The energy industry will not slow the pace of construction anytime soon. The Aurora Energy Research report predicts this co-located capacity will grow from the current 6.3 gigawatts to approximately 35 gigawatts by 2030. Energy executives realize they simply cannot survive the changing market dynamics without massive battery backups. Batteries serve as the ultimate financial shield against wildly swinging daily power prices.
Grid operators face another major problem called curtailment. When wind and solar farms produce more electricity than the local power grid can safely handle, grid managers force the power plants to shut down or reduce their output. This emergency process protects the delicate power lines from overloading and breaking down. However, curtailment completely wastes perfectly good, clean energy that the turbines and panels have already generated.
Experts forecast that energy curtailment will rise sharply over the next few years as countries build more solar panels and wind turbines. The report notes that European grid operators curtailed over 10 terawatt-hours of clean power in 2024. Analysts expect the wasted energy figure to skyrocket to around 33 terawatt-hours by 2030. Adding batteries directly to power plants provides the perfect solution to capture and store this otherwise wasted energy for nighttime use.
The research report ranked Germany as the most attractive country in Europe for building these new combined energy projects. Germany offers energy developers the highest expected financial returns on their investments. Strong government support and a massive industrial base hungry for reliable electricity make the German market highly profitable. Germany also needs massive batteries to replace the steady power it lost when it shut down its nuclear plants and stopped buying Russian gas.
Britain took the second spot on the investment ranking list. The island nation is building massive offshore wind farms, but wind output constantly fluctuates. This makes local battery storage incredibly valuable to stabilize the national system when the wind suddenly stops blowing.

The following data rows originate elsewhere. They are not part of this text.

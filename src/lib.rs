//! fileinfo - list a directory tree by kind: regular files with their size,
//! directories, and everything else

pub mod error;
pub mod fs;
pub mod output;
pub mod tree;

#[cfg(any(test, feature = "test-utils"))]
pub mod test_utils;

pub use error::{Error, Result};
pub use fs::{FileStat, FileSystem, OsFileSystem};
pub use output::{OutputConfig, PATH_SENTINEL, TreePrinter, print_json, to_json};
pub use tree::{
    BuilderConfig, DEFAULT_MAX_DEPTH, Entry, EntryKind, FailurePolicy, ListingStatus,
    MAX_NAME_LEN, TreeBuilder,
};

Bulgaria secured the third position on the list, surprising some industry watchers. Bulgaria offers developers cheap land, easy permit processes, and a rapidly growing appetite for modern clean energy solutions.
Researchers also flagged three specific markets for investors to watch closely over the coming months. Spain, Hungary, and France all plan to overhaul their local energy rules. Spain has abundant solar resources but desperately needs batteries to shift that daytime power to evening peak hours. France relies heavily on nuclear power but wants to integrate more renewables safely. These ongoing regulatory reforms could soon make it much easier and more profitable for companies to build combined solar-and-battery sites within those borders.
The comprehensive report analyzed data across the 20 main power markets in Europe. The final findings paint a very clear picture of the near future. As Europe pushes aggressively to close its dirty coal and gas plants, the continent will rely almost entirely on wind and solar power. To make that green transition work without causing daily blackouts, developers must pair almost every new solar panel and wind turbine with a giant battery system.